- Data section:

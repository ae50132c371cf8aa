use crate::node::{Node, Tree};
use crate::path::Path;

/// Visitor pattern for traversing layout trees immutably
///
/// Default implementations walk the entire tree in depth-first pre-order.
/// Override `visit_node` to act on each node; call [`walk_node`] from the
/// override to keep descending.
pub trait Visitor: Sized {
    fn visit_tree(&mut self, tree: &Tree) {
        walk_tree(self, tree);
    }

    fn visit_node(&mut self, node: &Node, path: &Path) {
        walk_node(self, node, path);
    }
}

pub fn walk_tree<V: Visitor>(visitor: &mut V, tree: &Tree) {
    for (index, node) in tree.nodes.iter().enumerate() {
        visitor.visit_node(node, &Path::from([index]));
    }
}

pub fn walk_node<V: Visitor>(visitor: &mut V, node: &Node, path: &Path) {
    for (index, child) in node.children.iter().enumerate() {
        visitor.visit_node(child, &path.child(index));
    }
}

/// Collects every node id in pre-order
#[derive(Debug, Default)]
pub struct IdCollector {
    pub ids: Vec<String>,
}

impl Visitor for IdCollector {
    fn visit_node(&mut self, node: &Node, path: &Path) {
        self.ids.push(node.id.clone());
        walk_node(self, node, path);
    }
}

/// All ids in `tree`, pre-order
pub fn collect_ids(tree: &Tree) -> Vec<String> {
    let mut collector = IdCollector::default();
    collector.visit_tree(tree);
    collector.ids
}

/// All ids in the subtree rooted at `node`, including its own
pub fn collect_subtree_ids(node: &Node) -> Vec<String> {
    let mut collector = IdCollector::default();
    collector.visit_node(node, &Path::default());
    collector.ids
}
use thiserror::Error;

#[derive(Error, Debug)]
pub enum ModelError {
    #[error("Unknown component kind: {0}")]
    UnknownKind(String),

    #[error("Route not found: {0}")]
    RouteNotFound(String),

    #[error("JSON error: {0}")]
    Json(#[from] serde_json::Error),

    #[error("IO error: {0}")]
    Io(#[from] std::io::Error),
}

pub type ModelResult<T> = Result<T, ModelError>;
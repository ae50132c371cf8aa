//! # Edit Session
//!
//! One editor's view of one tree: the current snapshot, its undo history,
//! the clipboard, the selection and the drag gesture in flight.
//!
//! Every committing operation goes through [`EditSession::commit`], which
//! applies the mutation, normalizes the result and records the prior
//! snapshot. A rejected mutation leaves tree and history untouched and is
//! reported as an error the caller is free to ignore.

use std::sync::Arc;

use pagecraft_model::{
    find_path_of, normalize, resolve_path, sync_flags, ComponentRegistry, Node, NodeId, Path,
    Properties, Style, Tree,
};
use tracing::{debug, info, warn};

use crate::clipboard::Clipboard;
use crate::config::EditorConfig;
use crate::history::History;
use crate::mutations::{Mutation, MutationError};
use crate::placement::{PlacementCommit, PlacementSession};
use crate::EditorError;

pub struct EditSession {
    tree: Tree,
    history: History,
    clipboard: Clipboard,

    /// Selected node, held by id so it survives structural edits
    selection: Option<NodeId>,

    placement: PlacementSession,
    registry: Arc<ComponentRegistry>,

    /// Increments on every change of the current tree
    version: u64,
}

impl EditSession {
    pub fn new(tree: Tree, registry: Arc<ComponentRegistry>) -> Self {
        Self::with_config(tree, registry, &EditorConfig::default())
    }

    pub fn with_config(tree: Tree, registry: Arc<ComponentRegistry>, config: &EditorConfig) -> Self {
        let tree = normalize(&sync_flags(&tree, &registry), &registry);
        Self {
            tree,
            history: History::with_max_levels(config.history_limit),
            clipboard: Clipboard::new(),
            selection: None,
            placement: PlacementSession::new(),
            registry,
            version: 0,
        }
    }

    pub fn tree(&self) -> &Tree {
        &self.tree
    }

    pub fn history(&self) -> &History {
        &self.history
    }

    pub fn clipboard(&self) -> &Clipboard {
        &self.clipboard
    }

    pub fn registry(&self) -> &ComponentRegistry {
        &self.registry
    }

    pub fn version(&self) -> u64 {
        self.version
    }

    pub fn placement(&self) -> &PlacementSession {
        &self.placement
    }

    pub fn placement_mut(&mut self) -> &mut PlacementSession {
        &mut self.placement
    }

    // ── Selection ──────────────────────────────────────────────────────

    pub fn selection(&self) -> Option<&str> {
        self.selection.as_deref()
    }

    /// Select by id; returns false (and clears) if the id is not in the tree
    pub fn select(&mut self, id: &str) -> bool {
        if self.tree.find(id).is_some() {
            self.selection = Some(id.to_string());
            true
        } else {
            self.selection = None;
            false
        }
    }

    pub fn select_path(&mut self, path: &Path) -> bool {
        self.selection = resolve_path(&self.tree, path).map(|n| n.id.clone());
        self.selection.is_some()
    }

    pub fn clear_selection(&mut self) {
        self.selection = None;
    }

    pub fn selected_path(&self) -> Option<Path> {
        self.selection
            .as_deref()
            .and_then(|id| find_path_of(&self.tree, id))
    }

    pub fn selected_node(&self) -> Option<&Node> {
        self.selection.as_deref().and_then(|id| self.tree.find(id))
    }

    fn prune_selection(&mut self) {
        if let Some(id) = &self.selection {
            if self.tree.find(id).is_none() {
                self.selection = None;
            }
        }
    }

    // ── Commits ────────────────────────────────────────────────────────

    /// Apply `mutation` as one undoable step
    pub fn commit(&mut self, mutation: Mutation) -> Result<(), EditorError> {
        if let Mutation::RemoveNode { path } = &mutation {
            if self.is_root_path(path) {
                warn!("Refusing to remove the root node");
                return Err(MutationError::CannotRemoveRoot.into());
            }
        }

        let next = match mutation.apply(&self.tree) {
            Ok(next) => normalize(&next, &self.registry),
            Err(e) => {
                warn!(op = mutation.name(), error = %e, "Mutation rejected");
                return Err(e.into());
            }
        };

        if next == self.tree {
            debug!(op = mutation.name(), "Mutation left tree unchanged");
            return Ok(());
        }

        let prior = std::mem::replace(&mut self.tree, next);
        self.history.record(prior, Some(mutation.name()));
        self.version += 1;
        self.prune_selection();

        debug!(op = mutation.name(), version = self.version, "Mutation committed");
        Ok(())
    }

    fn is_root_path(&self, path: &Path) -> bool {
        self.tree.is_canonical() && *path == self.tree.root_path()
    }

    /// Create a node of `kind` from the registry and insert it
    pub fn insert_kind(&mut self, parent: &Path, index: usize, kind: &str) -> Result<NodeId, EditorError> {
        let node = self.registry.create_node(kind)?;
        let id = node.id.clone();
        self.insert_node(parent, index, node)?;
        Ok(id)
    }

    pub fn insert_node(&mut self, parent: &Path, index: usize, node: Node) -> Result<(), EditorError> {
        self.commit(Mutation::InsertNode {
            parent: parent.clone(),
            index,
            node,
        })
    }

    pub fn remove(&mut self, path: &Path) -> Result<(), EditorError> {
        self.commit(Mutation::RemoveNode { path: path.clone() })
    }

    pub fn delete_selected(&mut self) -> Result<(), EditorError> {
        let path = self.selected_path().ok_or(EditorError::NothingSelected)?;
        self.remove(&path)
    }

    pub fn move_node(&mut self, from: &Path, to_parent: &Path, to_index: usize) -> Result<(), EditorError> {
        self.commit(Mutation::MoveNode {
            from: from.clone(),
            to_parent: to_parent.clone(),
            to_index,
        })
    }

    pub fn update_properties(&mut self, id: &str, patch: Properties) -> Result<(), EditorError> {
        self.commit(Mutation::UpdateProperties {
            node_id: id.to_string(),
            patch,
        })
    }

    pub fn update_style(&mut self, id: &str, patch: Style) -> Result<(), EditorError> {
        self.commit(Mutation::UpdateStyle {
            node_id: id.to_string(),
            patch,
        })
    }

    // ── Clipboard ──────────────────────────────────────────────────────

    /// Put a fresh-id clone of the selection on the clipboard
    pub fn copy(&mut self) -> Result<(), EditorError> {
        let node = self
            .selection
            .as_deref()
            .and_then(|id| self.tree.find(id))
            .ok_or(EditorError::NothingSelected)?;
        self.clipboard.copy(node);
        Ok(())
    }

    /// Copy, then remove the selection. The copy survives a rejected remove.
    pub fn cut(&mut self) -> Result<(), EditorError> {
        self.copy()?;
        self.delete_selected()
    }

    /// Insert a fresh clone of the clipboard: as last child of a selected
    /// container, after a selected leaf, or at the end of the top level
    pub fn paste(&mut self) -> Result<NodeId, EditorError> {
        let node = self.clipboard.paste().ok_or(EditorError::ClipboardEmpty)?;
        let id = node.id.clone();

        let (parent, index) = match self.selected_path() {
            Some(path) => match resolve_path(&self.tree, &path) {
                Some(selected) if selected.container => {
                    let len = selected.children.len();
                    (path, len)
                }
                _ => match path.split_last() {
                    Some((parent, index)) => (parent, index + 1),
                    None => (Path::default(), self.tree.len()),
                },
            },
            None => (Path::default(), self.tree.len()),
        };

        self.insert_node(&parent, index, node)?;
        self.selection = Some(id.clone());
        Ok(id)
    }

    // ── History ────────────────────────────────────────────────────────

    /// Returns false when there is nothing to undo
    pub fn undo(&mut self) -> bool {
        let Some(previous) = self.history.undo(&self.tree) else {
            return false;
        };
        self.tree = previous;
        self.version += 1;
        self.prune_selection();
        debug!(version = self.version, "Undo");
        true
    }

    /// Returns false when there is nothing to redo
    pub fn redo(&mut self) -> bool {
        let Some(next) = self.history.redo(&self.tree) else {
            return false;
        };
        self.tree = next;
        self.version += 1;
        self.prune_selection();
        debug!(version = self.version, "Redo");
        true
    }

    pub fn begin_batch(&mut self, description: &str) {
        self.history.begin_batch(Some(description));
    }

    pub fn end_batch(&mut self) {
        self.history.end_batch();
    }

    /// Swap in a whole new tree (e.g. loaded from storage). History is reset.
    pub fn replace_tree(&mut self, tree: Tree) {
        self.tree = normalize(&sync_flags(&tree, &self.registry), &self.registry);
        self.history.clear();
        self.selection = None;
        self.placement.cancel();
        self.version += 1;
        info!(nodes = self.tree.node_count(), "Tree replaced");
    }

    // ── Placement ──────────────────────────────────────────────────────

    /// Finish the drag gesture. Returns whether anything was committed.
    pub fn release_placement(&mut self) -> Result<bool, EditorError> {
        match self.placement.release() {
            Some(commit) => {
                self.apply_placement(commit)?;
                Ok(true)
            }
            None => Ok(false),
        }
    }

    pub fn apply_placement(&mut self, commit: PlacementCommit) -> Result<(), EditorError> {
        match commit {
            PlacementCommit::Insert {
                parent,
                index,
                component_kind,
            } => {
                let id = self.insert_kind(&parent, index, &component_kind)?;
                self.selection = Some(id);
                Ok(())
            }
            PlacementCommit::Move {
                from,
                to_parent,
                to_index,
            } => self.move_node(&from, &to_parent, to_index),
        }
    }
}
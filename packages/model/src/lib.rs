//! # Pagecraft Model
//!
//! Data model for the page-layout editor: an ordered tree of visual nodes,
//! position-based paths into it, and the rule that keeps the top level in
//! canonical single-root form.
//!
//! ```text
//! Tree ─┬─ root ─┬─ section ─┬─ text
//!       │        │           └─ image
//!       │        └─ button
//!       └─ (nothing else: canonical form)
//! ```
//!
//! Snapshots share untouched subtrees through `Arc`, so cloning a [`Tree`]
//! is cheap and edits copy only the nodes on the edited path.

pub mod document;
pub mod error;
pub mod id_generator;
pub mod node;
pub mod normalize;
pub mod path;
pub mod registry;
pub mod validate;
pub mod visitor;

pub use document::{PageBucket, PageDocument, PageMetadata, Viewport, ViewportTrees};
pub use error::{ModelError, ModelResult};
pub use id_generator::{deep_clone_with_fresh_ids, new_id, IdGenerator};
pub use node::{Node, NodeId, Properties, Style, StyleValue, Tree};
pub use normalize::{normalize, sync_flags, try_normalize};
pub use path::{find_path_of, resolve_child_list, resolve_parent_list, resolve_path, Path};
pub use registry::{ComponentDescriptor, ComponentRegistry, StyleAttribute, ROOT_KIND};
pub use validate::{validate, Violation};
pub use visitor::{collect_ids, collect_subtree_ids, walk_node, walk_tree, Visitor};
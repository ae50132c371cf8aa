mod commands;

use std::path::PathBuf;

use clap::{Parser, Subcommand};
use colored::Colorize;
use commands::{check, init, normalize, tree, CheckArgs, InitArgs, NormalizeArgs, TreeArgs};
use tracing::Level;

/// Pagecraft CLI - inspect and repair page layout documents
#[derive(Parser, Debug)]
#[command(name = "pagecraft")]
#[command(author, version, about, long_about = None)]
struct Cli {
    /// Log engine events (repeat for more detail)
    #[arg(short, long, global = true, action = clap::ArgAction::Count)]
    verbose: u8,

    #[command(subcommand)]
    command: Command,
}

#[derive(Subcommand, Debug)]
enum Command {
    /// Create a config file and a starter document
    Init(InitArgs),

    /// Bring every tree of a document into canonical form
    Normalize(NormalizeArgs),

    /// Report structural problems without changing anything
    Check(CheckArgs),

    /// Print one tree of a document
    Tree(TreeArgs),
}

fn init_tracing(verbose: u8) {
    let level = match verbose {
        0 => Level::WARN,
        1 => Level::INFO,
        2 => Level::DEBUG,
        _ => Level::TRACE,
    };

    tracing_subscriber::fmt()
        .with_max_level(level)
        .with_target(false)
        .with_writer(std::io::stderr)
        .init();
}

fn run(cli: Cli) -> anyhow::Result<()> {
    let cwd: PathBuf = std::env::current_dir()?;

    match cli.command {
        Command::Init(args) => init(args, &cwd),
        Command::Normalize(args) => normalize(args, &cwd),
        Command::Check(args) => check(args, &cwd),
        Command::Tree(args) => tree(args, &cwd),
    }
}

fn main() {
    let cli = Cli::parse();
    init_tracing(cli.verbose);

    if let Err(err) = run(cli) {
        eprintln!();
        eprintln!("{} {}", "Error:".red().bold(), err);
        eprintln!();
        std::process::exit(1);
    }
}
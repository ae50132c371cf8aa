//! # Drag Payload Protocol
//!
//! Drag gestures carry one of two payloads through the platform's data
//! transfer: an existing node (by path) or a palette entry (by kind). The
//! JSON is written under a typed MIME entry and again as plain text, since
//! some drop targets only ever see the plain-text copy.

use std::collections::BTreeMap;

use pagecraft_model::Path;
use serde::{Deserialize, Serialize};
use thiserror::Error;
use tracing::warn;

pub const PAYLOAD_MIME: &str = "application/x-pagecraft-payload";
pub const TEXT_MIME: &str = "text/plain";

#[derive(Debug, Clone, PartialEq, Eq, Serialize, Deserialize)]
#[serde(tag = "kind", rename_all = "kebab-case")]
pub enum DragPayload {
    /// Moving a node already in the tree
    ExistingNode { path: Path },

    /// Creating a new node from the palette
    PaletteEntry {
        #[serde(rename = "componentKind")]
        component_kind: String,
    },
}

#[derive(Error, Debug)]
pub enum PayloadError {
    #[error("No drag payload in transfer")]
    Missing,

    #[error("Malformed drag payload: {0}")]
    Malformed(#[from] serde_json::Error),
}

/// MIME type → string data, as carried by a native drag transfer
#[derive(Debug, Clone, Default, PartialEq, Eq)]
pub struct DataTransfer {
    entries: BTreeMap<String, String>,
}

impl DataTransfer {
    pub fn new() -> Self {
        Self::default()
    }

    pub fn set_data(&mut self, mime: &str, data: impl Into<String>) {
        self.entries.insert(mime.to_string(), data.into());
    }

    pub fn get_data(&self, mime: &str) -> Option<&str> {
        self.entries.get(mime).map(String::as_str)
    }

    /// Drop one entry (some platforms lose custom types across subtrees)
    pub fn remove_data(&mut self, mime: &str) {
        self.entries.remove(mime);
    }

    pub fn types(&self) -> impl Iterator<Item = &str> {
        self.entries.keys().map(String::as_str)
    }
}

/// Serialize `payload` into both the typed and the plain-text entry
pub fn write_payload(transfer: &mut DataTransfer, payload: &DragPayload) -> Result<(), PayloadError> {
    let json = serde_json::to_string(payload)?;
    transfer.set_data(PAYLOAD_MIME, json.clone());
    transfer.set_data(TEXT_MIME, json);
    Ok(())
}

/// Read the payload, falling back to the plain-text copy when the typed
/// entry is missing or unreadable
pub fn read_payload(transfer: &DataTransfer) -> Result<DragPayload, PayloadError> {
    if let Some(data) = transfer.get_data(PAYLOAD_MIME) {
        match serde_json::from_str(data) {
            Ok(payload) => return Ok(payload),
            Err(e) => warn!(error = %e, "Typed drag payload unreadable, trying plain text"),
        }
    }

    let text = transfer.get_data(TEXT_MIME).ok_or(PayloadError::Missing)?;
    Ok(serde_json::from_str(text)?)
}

- How to complete this task: Every line above that carries the string "PlacementSession" should be copied.

- Finished task:
use crate::placement::{PlacementCommit, PlacementSession};
    placement: PlacementSession,
            placement: PlacementSession::new(),
    pub fn placement(&self) -> &PlacementSession {
    pub fn placement_mut(&mut self) -> &mut PlacementSession {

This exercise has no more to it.